So there you go, one good and practical effect of metaphysics in your own life is that you do not have to worry about being brainwashed into believing in the existence of God. Whether God in fact exists or not, your belief is at least a reasonable position. And it remains that even if you yourself cannot defend it - as long as someone you trust can do so with good reason.

quote:
Originally posted by Macrina:
I am still struggling how to see that unactualised actualiser or uncaused cause necessarily leads to God in any form that we understand it/him/she but yes as you said before it doesn't actually have to .

It is most likely correct to say that most Christians today do not believe in a God who is compatible with the "god of metaphysics". Furthermore, this was probably true throughout the ages, but with the difference that in times past people perhaps more readily deferred to authority (and hence did not assert their own understanding over and above an official one). Whenever I spell out consequences of identifying the Christian God as comprising the god of metaphysics, many people on SoF find the result unappealing (if not outright wrong).

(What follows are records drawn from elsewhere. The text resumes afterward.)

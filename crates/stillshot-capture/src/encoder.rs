//! Lossless image encoding of read-back pixels.

use image::codecs::png::{CompressionType, FilterType, PngEncoder as PngWriter};
use image::{ExtendedColorType, ImageEncoder as _};
use stillshot_core::{CaptureError, Result};

/// Turns tightly packed RGBA8 rows (top to bottom) into a compressed stream.
pub trait ImageEncoder {
    fn encode(&self, rgba: &[u8], width: u32, height: u32) -> Result<Vec<u8>>;

    /// File extension for the encoded stream, without the dot.
    fn extension(&self) -> &'static str;
}

/// PNG encoder.
#[derive(Debug, Clone, Copy, Default)]
pub struct PngEncoder {
    /// Trade encode time for smaller files.
    pub best_compression: bool,
}

impl ImageEncoder for PngEncoder {
    fn encode(&self, rgba: &[u8], width: u32, height: u32) -> Result<Vec<u8>> {
        let expected = width as u64 * height as u64 * 4;
        if width == 0 || height == 0 || rgba.len() as u64 != expected {
            return Err(CaptureError::EncodingFailure(format!(
                "expected {expected} bytes for {width}x{height} RGBA, got {}",
                rgba.len()
            )));
        }

        let compression = if self.best_compression {
            CompressionType::Best
        } else {
            CompressionType::Default
        };
        let mut out = Vec::with_capacity(rgba.len() / 2);
        PngWriter::new_with_quality(&mut out, compression, FilterType::Adaptive)
            .write_image(rgba, width, height, ExtendedColorType::Rgba8)
            .map_err(|e| CaptureError::EncodingFailure(e.to_string()))?;
        Ok(out)
    }

    fn extension(&self) -> &'static str {
        "png"
    }
}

But I don't particularly care. All I care about is that I know that the metaphysical God exists, that nothing in RCC doctrine makes the identification impossible, and that RC philosophical theology has traditionally made that identification. That's good enough for me personally.

quote:
Originally posted by Macrina:
I am also confused about how one can argue that you can't criticise the argument by saying 'What caused God' by saying it's like 'What caused the unactualised actualiser or being that could never have not existed' and then state the argument doesn't beg the question. (I suppose though you'd respond that it's a conclusion not a premise to state this?)

Indeed. Imagine you look at your bank account, and sum up all the regular transaction, i.e., those you can read in the bank statement. And then you find that the sums do not work out. The regular transactions do not explain the tally. What do you conclude? Well, that there must be some irregular transactions going on. Why do you say this, because you know what kind of irregular transactions they are, because you have seen them? No, not at all. You have no idea. You don't even really know what you mean by "irregular", other than that it is not "regular". All you did do is to check that the "regular" transactions are not sufficient to explain the numbers you are seeing, and then you drew a logical conclusion from that and gave it an obvious name: "irregular". That's all. So it is here. "Uncaused" is simply the name we give to that which is not "caused", and we need a name for that because the "caused" stuff cannot explain the world we see. But we make no assumptions about this "uncaused" stuff, we simply detect that the regular causation is not sufficient.

(Of course, a bank might make mistakes and forget to list a "regular" transaction. But nature does not make mistakes, and the cosmological argument looks at principles, not at lists of entities where something could be forgotten.)

quote:
Originally posted by Macrina:
I am also struggling with how it interacts with what science does know about the origin of the universe eg that it DID have a temporal beginning even if we're not sure how that came about.

What is the relationship between that which ultimately guarantees all existence at every point in time, non-temporally, with the purported beginning of (material) existence, temporally? I don't know. That actually is a really good question. However, it is important to realise that the classical cosmological argument itself will remain untouched by whatever answer one might give. That's simply so because it does not rely on any temporal sequence, and hence has as such no connection to a purported beginning - other than that one can only apply this argument after this beginning, when something is there.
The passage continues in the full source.